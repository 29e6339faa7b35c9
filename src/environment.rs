//! Gravity and wind parameters of a scene.
//!
//! [`EnvironmentState`] changes only through explicit calls on the
//! orchestrator, never as a side effect of a tick. After each change the
//! orchestrator pushes the new state to every registered
//! [`EnvironmentObserver`], so UI controls can mirror it without polling.

use glam::Vec3;
use serde::{Deserialize, Serialize};

/// Default vertical gravity (m/s², pointing down).
pub const DEFAULT_GRAVITY: f32 = -9.8;

fn default_gravity() -> f32 {
    DEFAULT_GRAVITY
}

fn default_min() -> f32 {
    -20.0
}

fn default_max() -> f32 {
    0.0
}

/// Allowed range and reset value for the vertical gravity component.
#[derive(Clone, Copy, Debug, Serialize, Deserialize, PartialEq)]
pub struct GravityRange {
    #[serde(default = "default_gravity")]
    pub default: f32,
    #[serde(default = "default_min")]
    pub min: f32,
    #[serde(default = "default_max")]
    pub max: f32,
}

impl Default for GravityRange {
    fn default() -> Self {
        Self {
            default: default_gravity(),
            min: default_min(),
            max: default_max(),
        }
    }
}

impl GravityRange {
    /// Nearest in-range value; NaN maps to the default.
    pub fn clamp(&self, value: f32) -> f32 {
        if value.is_nan() {
            self.default
        } else {
            // Not `f32::clamp`: that panics on an inverted range.
            value.max(self.min).min(self.max)
        }
    }

    /// Whether `value` lies in `[min, max]`.
    pub fn contains(&self, value: f32) -> bool {
        value >= self.min && value <= self.max
    }
}

/// How wind reaches the bodies while it is on.
#[derive(Clone, Copy, Debug, Default, Serialize, Deserialize, PartialEq, Eq)]
pub enum WindMode {
    /// One nudge of `force` to each live dynamic body when wind turns on.
    #[default]
    Impulse,
    /// `force * dt` applied to each live dynamic body on every tick.
    Continuous,
}

fn default_wind_force() -> [f32; 3] {
    [2.0, 0.0, 0.0]
}

fn default_particle_rate() -> f32 {
    500.0
}

/// Wind configuration.
#[derive(Clone, Debug, Serialize, Deserialize, PartialEq)]
pub struct WindSettings {
    #[serde(default = "default_wind_force")]
    pub force: [f32; 3],
    #[serde(default)]
    pub mode: WindMode,
    /// Birth rate of the wind particle effect while wind is on.
    #[serde(default = "default_particle_rate")]
    pub particle_rate: f32,
}

impl Default for WindSettings {
    fn default() -> Self {
        Self {
            force: default_wind_force(),
            mode: WindMode::default(),
            particle_rate: default_particle_rate(),
        }
    }
}

impl WindSettings {
    /// `force` as a vector.
    pub fn force_vec(&self) -> Vec3 {
        Vec3::from_array(self.force)
    }
}

/// Current gravity and wind of a scene.
#[derive(Clone, Debug, PartialEq)]
pub struct EnvironmentState {
    gravity: f32,
    wind_enabled: bool,
    wind_force: Vec3,
    wind_particle_rate: f32,
}

impl EnvironmentState {
    /// Environment with wind off.
    pub fn new(gravity: f32, wind_force: Vec3) -> Self {
        Self {
            gravity,
            wind_enabled: false,
            wind_force,
            wind_particle_rate: 0.0,
        }
    }

    /// Vertical gravity component.
    pub fn gravity(&self) -> f32 {
        self.gravity
    }

    /// Gravity as the vector handed to the world.
    #[inline]
    pub fn gravity_vector(&self) -> Vec3 {
        Vec3::new(0.0, self.gravity, 0.0)
    }

    /// Whether wind is on.
    #[inline]
    pub fn wind_enabled(&self) -> bool {
        self.wind_enabled
    }

    /// Force applied when wind turns on.
    #[inline]
    pub fn wind_force(&self) -> Vec3 {
        self.wind_force
    }

    /// Wind particle birth rate: the configured rate while wind is on, else 0.
    pub fn wind_particle_rate(&self) -> f32 {
        self.wind_particle_rate
    }

    pub(crate) fn set_gravity(&mut self, gravity: f32) {
        self.gravity = gravity;
    }

    pub(crate) fn set_wind(&mut self, enabled: bool, particle_rate: f32) {
        self.wind_enabled = enabled;
        self.wind_particle_rate = if enabled { particle_rate } else { 0.0 };
    }
}

/// Receives the environment after every change.
pub trait EnvironmentObserver: Send {
    fn environment_changed(&mut self, env: &EnvironmentState);
}

impl<F> EnvironmentObserver for F
where
    F: FnMut(&EnvironmentState) + Send,
{
    fn environment_changed(&mut self, env: &EnvironmentState) {
        self(env)
    }
}

#[cfg(test)]
mod tests {
    use super::*;

    #[test]
    fn test_gravity_clamp() {
        let range = GravityRange::default();
        assert_eq!(range.clamp(-25.0), -20.0);
        assert_eq!(range.clamp(3.0), 0.0);
        assert_eq!(range.clamp(-4.2), -4.2);
        assert_eq!(range.clamp(f32::NAN), DEFAULT_GRAVITY);
        assert_eq!(range.clamp(f32::NEG_INFINITY), -20.0);
    }

    #[test]
    fn test_wind_particle_rate_follows_flag() {
        let mut env = EnvironmentState::new(DEFAULT_GRAVITY, Vec3::X);
        assert_eq!(env.wind_particle_rate(), 0.0);
        env.set_wind(true, 500.0);
        assert_eq!(env.wind_particle_rate(), 500.0);
        env.set_wind(false, 500.0);
        assert_eq!(env.wind_particle_rate(), 0.0);
    }

    #[test]
    fn test_wind_settings_partial_json() {
        let wind: WindSettings = serde_json::from_str(r#"{ "mode": "Continuous" }"#).unwrap();
        assert_eq!(wind.mode, WindMode::Continuous);
        assert_eq!(wind.force_vec(), Vec3::new(2.0, 0.0, 0.0));
        assert_eq!(wind.particle_rate, 500.0);
    }

    #[test]
    fn test_gravity_vector_is_vertical() {
        let env = EnvironmentState::new(-3.0, Vec3::ZERO);
        assert_eq!(env.gravity_vector(), Vec3::new(0.0, -3.0, 0.0));
    }
}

→ **Brief**: How many lines of the entries contain "Serialize"? Answer with a number alone.

→ **Result of the task**: 4